Los GLP-1 cambiaron el volumen de sus sentidos.
“No me enamoraron, cambiaron cómo mi cuerpo lo recibe”, dice.
Ella también gravita hacia la vainilla y las notas a base de alimentos.
Esto se está convirtiendo en un patrón.
The Guardian señala que las compañías de perfumes están en una ola gourmet en este momento. Notas dulces. Pistacho. Caramelo. Vainilla.
Un analista de belleza culpa al GLP-1 por el auge.
Los médicos que recetan Ozempic y Wegovy para silenciar el ruido de la comida escuchan esta historia todo el tiempo. Los pacientes afirman oler el mundo con mayor intensidad.
Fatima Cody Stanford, de Harvard, también lo ve.
Sus pacientes dicen que los olores son más fuertes. La comida frita huele repulsiva. Los perfumes y productos de limpieza huelen muy fuerte.

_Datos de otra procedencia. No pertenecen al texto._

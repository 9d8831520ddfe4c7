use super::Segment;
use crate::error::StoreError;
use std::fs;
use std::path::{Path, PathBuf};
use std::sync::{Mutex, MutexGuard};

/// Durable storage for segment definitions.
///
/// Implementations only need whole-list load and save; the single-segment
/// operations are built on top of them.
pub trait SegmentStore {
    fn load_segments(&self) -> Result<Vec<Segment>, StoreError>;

    fn save_segments(&self, segments: &[Segment]) -> Result<(), StoreError>;

    fn get_segment(&self, id: &str) -> Result<Segment, StoreError> {
        self.load_segments()?
            .into_iter()
            .find(|s| s.id == id)
            .ok_or_else(|| StoreError::NotFound(id.to_string()))
    }

    /// Replaces the segment with the same id, or appends it.
    fn upsert_segment(&self, segment: Segment) -> Result<(), StoreError> {
        let mut segments = self.load_segments()?;
        match segments.iter_mut().find(|s| s.id == segment.id) {
            Some(existing) => *existing = segment,
            None => segments.push(segment),
        }
        self.save_segments(&segments)
    }

    fn remove_segment(&self, id: &str) -> Result<Segment, StoreError> {
        let mut segments = self.load_segments()?;
        let idx = segments
            .iter()
            .position(|s| s.id == id)
            .ok_or_else(|| StoreError::NotFound(id.to_string()))?;
        let removed = segments.remove(idx);
        self.save_segments(&segments)?;
        Ok(removed)
    }
}

/// Keeps all segments in one pretty-printed JSON array on disk.
///
/// A missing file reads as an empty store; every save rewrites the whole file.
#[derive(Debug, Clone)]
pub struct JsonFileStore {
    path: PathBuf,
}

impl JsonFileStore {
    pub fn new(path: impl Into<PathBuf>) -> Self {
        Self { path: path.into() }
    }

    pub fn path(&self) -> &Path {
        &self.path
    }

    fn io_error(&self, e: std::io::Error) -> StoreError {
        StoreError::Io {
            path: self.path.display().to_string(),
            message: e.to_string(),
        }
    }
}

impl SegmentStore for JsonFileStore {
    fn load_segments(&self) -> Result<Vec<Segment>, StoreError> {
        if !self.path.exists() {
            return Ok(Vec::new());
        }
        let content = fs::read_to_string(&self.path).map_err(|e| self.io_error(e))?;
        if content.trim().is_empty() {
            return Ok(Vec::new());
        }
        serde_json::from_str(&content).map_err(|e| StoreError::Parse(e.to_string()))
    }

    fn save_segments(&self, segments: &[Segment]) -> Result<(), StoreError> {
        let json =
            serde_json::to_string_pretty(segments).map_err(|e| StoreError::Parse(e.to_string()))?;
        fs::write(&self.path, json).map_err(|e| self.io_error(e))?;
        log::debug!(
            "Saved {} segment(s) to {}",
            segments.len(),
            self.path.display()
        );
        Ok(())
    }
}

/// An in-process store, mostly for tests and embedding.
#[derive(Debug, Default)]
pub struct MemoryStore {
    segments: Mutex<Vec<Segment>>,
}

impl MemoryStore {
    pub fn new() -> Self {
        Self::default()
    }

    pub fn with_segments(segments: Vec<Segment>) -> Self {
        Self {
            segments: Mutex::new(segments),
        }
    }

    fn lock(&self) -> Result<MutexGuard<'_, Vec<Segment>>, StoreError> {
        self.segments.lock().map_err(|_| StoreError::Poisoned)
    }
}

impl SegmentStore for MemoryStore {
    fn load_segments(&self) -> Result<Vec<Segment>, StoreError> {
        Ok(self.lock()?.clone())
    }

    fn save_segments(&self, segments: &[Segment]) -> Result<(), StoreError> {
        *self.lock()? = segments.to_vec();
        Ok(())
    }
}

#[cfg(test)]
mod tests {
    use super::*;

    #[test]
    fn memory_store_upserts_and_removes() {
        let store = MemoryStore::new();
        store
            .upsert_segment(Segment::new("a", "First", "Age > 60"))
            .unwrap();
        store
            .upsert_segment(Segment::new("a", "Renamed", "Age > 65"))
            .unwrap();
        store
            .upsert_segment(Segment::new("b", "Second", "Equity > 1"))
            .unwrap();

        let all = store.load_segments().unwrap();
        assert_eq!(all.len(), 2);
        assert_eq!(store.get_segment("a").unwrap().name, "Renamed");

        assert_eq!(store.remove_segment("a").unwrap().id, "a");
        assert_eq!(
            store.get_segment("a").unwrap_err(),
            StoreError::NotFound("a".to_string())
        );
    }

    #[test]
    fn missing_file_reads_as_empty() {
        let dir = tempfile::tempdir().unwrap();
        let store = JsonFileStore::new(dir.path().join("segments.json"));
        assert!(store.load_segments().unwrap().is_empty());
    }
}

“Es una mayor conciencia sensorial”, señala. No es una reescritura total del olfato, sino una agudización.
Ve a Reddit. Desplácese hacia abajo.
La gente está comprando colecciones enteras. Un usuario lo describió como recuperar una experiencia sensorial sin culpa. Los aromas de postre solían parecer un fracaso. ¿Ahora? Se sienten libres.
Otros odian todo lo que antes amaban.
Las velas les dan asco. El perfume huele mal. Como las hormonas del embarazo activando un interruptor de la noche a la mañana.
¿Por qué?
Stanford sospecha un giro en el enfoque. Los GLP-1 reducen la señal de recompensa alimentaria. Menos dopamina al comer significa que otras cosas pueden parecer más grandes.

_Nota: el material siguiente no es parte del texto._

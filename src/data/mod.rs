//! Homeowner datasets and the preparation step that derives the columns the
//! field catalog refers to.

mod dataset;
mod prepare;

pub use dataset::*;
pub use prepare::*;
use crate::ast::{EvaluationTrace, Value};

/// Formats evaluation traces into human-readable strings
pub struct TraceFormatter;

impl TraceFormatter {
    /// Format an evaluation trace into a human-readable explanation.
    ///
    /// Columns are shown with the cell they held, e.g. `$AGE (was 62) >= 60`.
    pub fn format_trace(trace: &EvaluationTrace) -> String {
        Self::format_recursive(trace, 0)
    }

    fn format_recursive(trace: &EvaluationTrace, parent_precedence: u8) -> String {
        let current_precedence = trace.precedence();
        let needs_parens = current_precedence < parent_precedence;

        let mut result = String::new();
        if needs_parens {
            result.push('(');
        }

        match trace {
            EvaluationTrace::BinaryOp {
                op_symbol,
                left,
                right,
                ..
            } => {
                let left_str = Self::format_recursive(left, current_precedence);
                if matches!(**right, EvaluationTrace::NotEvaluated) {
                    // Short-circuited: the left side alone decided the outcome.
                    result.push_str(&left_str);
                } else {
                    let right_str = Self::format_recursive(right, current_precedence);
                    result.push_str(&format!("{} {} {}", left_str, op_symbol, right_str));
                }
            }
            EvaluationTrace::UnaryOp {
                op_symbol, child, ..
            } => {
                // Only a single cell stays ungrouped under NOT.
                let child_str = Self::format_recursive(child, 5);
                result.push_str(&format!("{} {}", op_symbol, child_str));
            }
            EvaluationTrace::Leaf { source, value } => {
                if source.starts_with('$') {
                    result.push_str(&format!("{} (was {})", source, Self::format_value(value)));
                } else {
                    result.push_str(source);
                }
            }
            EvaluationTrace::NotEvaluated => {}
        }

        if needs_parens {
            result.push(')');
        }
        result
    }

    fn format_value(value: &Value) -> String {
        match value {
            Value::Null => "missing".to_string(),
            other => other.to_string(),
        }
    }
}

#[cfg(test)]
mod tests {
    use super::*;

    fn column(name: &str, value: Value) -> EvaluationTrace {
        EvaluationTrace::Leaf {
            source: format!("${}", name),
            value,
        }
    }

    fn literal(value: Value) -> EvaluationTrace {
        EvaluationTrace::Leaf {
            source: value.to_string(),
            value,
        }
    }

    fn compare(
        op: &'static str,
        left: EvaluationTrace,
        right: EvaluationTrace,
        outcome: bool,
    ) -> EvaluationTrace {
        EvaluationTrace::BinaryOp {
            op_symbol: op,
            left: Box::new(left),
            right: Box::new(right),
            outcome: Value::Bool(outcome),
        }
    }

    #[test]
    fn shows_cell_values_and_missing_cells() {
        let trace = compare(
            "AND",
            compare(">=", column("AGE", Value::Number(62.0)), literal(Value::Number(60.0)), true),
            compare(">=", column("EQUITY", Value::Null), literal(Value::Number(200000.0)), false),
            false,
        );
        assert_eq!(
            TraceFormatter::format_trace(&trace),
            "$AGE (was 62) >= 60 AND $EQUITY (was missing) >= 200000"
        );
    }

    #[test]
    fn short_circuit_hides_the_unevaluated_side() {
        let trace = EvaluationTrace::BinaryOp {
            op_symbol: "OR",
            left: Box::new(compare(
                "==",
                column("EMPLOYMENT_STATUS", Value::from("Retired")),
                literal(Value::from("Retired")),
                true,
            )),
            right: Box::new(EvaluationTrace::NotEvaluated),
            outcome: Value::Bool(true),
        };
        assert_eq!(
            TraceFormatter::format_trace(&trace),
            "$EMPLOYMENT_STATUS (was 'Retired') == 'Retired'"
        );
    }

    #[test]
    fn groups_operands_of_not() {
        let trace = EvaluationTrace::UnaryOp {
            op_symbol: "NOT",
            child: Box::new(compare(
                "<",
                column("AGE", Value::Number(45.0)),
                literal(Value::Number(50.0)),
                true,
            )),
            outcome: Value::Bool(false),
        };
        assert_eq!(
            TraceFormatter::format_trace(&trace),
            "NOT ($AGE (was 45) < 50)"
        );
    }
}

“Cuando la comida pierde su atractivo, otros sentidos llenan ese vacío”, explica la psicóloga Valentina Parma.
Podría ser un olor. Música. Textura.
La ciencia se vuelve interesante aquí. Los receptores GLP-1 viven en el bulbo olfatorio. Se encuentran en las células mitrales. También el hipocampo.
El sistema vincula el olor directamente con el metabolismo. Secreción de insulina. Comportamiento de búsqueda de alimento.
Los cambios en esa señalización podrían cambiar sutilmente la forma en que el cerebro procesa el olor.
El metabolismo mejora, la inflamación disminuye. Quizás la niebla se despeje. Los pacientes piensan mejor. Note más. Huele más.
Todavía no tenemos grandes estudios controlados. No hay datos suficientes para decir que este es el mecanismo.
Pero mire los informes de efectos secundarios de la FDA.
El equipo de Parma analizó FAERS. Se encontraron informes de parosmia. Ese es un trastorno de distorsión. Los olores familiares se vuelven incorrectos. A menudo desagradable.
Parece que estamos cambiando los antojos de comida por la hiperconciencia sensorial.
O tal vez sea algo completamente distinto. Los datos aún son escasos. Los usuarios son definitivamente obsesivos.